NNSA, DoD, DOE recommend moving most plutonium warhead "pit" production to South Carolina by 2030

Los Alamos to remain R&D center; small LANL production role to proceed as previously planned using aging main LANL facility and new analytical lab

DOE, NNSA to terminate Mixed Oxide (MOX) program for surplus plutonium in favor of simpler "dilute and dispose" approach

Contact: Greg Mello, Los Alamos Study Group, 505-265-1200 office, 505-577-8563 cell

Permanent link * Previous press releases

Please see yesterday's press backgrounder for more information on today's decision.

Albuquerque, NM – NNSA Administrator Lisa Gordon Hagerty and Under Secretary of Defense Ellen Lord today issued a joint statement that recommends moving the bulk of future plutonium warhead core ("pit") production to the Department of Energy's (DOE's) Savannah River Site (SRS) near Aiken, SC.

Study Group director Greg Mello: "NNSA's decision appears to be a rational one within the limits of existing law. For fundamental reasons related to geology, topography, LANL's other missions and scientific identity as well as its isolated location, LANL can't handle the industrial pit mission.

"There was always going to be overlap between setting up a small pit production mission at LANL and the establishment of production elsewhere. That is what we see here. If you want pits, this is a prudent approach.

"It will be difficult to achieve even 30 new pits per year at LANL. Pit production will be difficult, expensive, and dangerous wherever it is attempted.

"Pit production isn't needed for decades, even to maintain a huge arsenal. Congress has demanded it, so the industrial pit mission must leave LANL.

"It is ironic that the efforts of the New Mexico senators to legislate pit production have resulted in a plan to move most production elsewhere. Previous senators -- and Congressman Tom Udall -- recognized that LANL should not become an industrial pit production site.

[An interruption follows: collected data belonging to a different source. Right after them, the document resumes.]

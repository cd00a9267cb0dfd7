//! # Decode Error Types
//!
//! Error types for container parsing, frame assembly and engine interaction.

use thiserror::Error;

/// Errors that can occur while turning a response body into PCM.
#[derive(Error, Debug)]
pub enum DecodeError {
    // ========================================================================
    // Container Errors
    // ========================================================================
    /// Container is malformed (bad RIFF/WAVE structure, non-PCM codec,
    /// oversized ID3 tag).
    #[error("Invalid audio container: {0}")]
    Format(String),

    /// No MPEG audio frame was found in everything the producer supplied.
    #[error("No MPEG audio frame found after {scanned} bytes")]
    SyncNotFound {
        /// Total number of bytes received before giving up.
        scanned: u64,
    },

    // ========================================================================
    // Engine Errors
    // ========================================================================
    /// The decode engine reported a failure during offer/poll.
    #[error("Decode engine error: {0}")]
    Engine(String),

    /// The engine kept refusing input while producing no output.
    #[error("Decode engine stalled after {attempts} busy offers")]
    EngineStalled {
        /// Consecutive busy offers observed without any drainable output.
        attempts: u32,
    },

    /// The engine handle was used after it had been released.
    #[error("Decode engine already released")]
    EngineReleased,

    // ========================================================================
    // Driver Errors
    // ========================================================================
    /// The downstream consumer of synthesis events went away.
    #[error("Synthesis sink closed")]
    SinkClosed,

    /// Configuration rejected before a session was started.
    #[error("Invalid decode configuration: {0}")]
    InvalidConfig(String),

    /// Reading the response body failed.
    #[error("I/O error: {0}")]
    Io(#[from] std::io::Error),
}

impl DecodeError {
    /// Returns `true` for malformed-container and missing-sync errors.
    pub fn is_format_error(&self) -> bool {
        matches!(
            self,
            DecodeError::Format(_) | DecodeError::SyncNotFound { .. }
        )
    }

    /// Returns `true` if the failure originated in the decode engine.
    pub fn is_engine_error(&self) -> bool {
        matches!(
            self,
            DecodeError::Engine(_) | DecodeError::EngineStalled { .. } | DecodeError::EngineReleased
        )
    }

    /// Returns `true` if the caller may retry the whole request.
    pub fn is_transient(&self) -> bool {
        matches!(self, DecodeError::Io(_))
    }

    pub(crate) fn format(message: impl Into<String>) -> Self {
        DecodeError::Format(message.into())
    }

    pub(crate) fn engine(message: impl Into<String>) -> Self {
        DecodeError::Engine(message.into())
    }
}

/// Result type for decode operations.
pub type Result<T> = std::result::Result<T, DecodeError>;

"No new pits are needed for any warhead. Government would be wise to focus on pit reuse, not production. There are thousands of pits stockpiled for possible reuse. To a great extent pit production is a superpower "vanity project."

"Gradual disarmament would make the world a much better, safer place and save tens of billions of dollars just in pit production over the coming decades. That's not in vogue right at this moment, but don't rule it out."